Data START

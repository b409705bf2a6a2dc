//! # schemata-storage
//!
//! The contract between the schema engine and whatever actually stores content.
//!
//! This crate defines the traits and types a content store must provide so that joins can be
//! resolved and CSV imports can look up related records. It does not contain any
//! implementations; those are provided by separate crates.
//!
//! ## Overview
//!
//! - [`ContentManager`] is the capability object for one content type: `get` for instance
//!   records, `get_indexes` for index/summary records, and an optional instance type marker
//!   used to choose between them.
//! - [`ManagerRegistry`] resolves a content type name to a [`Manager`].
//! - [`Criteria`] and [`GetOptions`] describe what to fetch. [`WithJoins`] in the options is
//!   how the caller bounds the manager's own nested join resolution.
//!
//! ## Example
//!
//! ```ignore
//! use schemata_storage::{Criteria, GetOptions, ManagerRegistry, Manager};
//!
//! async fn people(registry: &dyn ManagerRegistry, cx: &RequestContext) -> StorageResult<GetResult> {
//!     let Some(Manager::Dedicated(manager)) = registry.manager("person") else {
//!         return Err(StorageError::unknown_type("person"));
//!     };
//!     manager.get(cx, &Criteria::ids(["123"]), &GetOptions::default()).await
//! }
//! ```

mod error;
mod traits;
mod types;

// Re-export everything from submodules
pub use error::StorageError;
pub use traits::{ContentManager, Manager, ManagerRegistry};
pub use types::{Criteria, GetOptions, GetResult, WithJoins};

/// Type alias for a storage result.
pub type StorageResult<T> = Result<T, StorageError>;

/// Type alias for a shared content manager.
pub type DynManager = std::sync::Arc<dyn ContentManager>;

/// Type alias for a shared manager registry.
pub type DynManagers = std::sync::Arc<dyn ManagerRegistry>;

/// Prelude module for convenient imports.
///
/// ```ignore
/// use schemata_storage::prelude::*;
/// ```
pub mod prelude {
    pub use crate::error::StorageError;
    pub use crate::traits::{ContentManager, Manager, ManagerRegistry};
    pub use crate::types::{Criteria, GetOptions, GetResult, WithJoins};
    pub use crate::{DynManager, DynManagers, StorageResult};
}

Data END
Data START

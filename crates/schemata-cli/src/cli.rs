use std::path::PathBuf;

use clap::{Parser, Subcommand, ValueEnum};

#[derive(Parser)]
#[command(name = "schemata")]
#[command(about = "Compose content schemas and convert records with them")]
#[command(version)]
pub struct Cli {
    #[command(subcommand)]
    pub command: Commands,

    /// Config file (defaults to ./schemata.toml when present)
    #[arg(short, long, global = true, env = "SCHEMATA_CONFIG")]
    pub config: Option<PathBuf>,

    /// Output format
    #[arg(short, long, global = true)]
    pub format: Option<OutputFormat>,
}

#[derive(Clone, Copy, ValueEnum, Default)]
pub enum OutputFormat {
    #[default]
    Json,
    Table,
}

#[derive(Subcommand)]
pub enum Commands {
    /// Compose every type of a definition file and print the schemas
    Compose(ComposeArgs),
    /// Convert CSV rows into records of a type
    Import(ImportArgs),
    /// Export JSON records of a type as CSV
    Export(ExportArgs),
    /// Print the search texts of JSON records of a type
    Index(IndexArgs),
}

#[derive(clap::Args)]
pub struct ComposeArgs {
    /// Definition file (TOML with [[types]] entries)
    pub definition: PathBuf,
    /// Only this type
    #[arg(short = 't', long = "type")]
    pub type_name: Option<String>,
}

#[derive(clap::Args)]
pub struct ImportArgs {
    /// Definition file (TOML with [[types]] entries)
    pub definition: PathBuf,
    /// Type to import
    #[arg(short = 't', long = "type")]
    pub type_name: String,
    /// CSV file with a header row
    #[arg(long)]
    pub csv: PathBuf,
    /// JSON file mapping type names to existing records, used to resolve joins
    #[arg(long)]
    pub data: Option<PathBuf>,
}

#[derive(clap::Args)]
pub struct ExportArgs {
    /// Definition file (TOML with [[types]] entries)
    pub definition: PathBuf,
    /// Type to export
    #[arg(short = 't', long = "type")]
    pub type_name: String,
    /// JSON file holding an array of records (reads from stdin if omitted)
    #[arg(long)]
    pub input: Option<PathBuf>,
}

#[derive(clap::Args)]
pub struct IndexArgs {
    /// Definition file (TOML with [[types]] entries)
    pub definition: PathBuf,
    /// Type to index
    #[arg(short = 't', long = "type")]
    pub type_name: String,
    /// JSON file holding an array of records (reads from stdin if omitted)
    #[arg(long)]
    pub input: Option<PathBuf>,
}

Data END
Data START

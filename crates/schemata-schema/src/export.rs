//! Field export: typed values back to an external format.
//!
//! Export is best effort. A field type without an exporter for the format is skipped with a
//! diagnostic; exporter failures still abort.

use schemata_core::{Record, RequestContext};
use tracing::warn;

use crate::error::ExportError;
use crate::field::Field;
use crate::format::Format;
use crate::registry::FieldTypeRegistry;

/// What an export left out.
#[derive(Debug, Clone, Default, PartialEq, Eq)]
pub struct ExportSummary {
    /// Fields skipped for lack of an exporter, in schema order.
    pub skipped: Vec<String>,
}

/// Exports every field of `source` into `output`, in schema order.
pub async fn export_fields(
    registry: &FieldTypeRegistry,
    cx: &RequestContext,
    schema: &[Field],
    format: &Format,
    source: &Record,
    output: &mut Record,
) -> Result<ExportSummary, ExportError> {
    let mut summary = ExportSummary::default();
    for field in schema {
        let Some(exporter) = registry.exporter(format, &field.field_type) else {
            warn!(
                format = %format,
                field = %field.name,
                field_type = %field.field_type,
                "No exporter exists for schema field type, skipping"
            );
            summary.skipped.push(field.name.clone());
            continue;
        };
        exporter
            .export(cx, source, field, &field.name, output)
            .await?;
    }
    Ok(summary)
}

Data END

» Your goal:
Say how many lines of the listing above contain "Some", giving nothing but the number.

» Result of the task:
2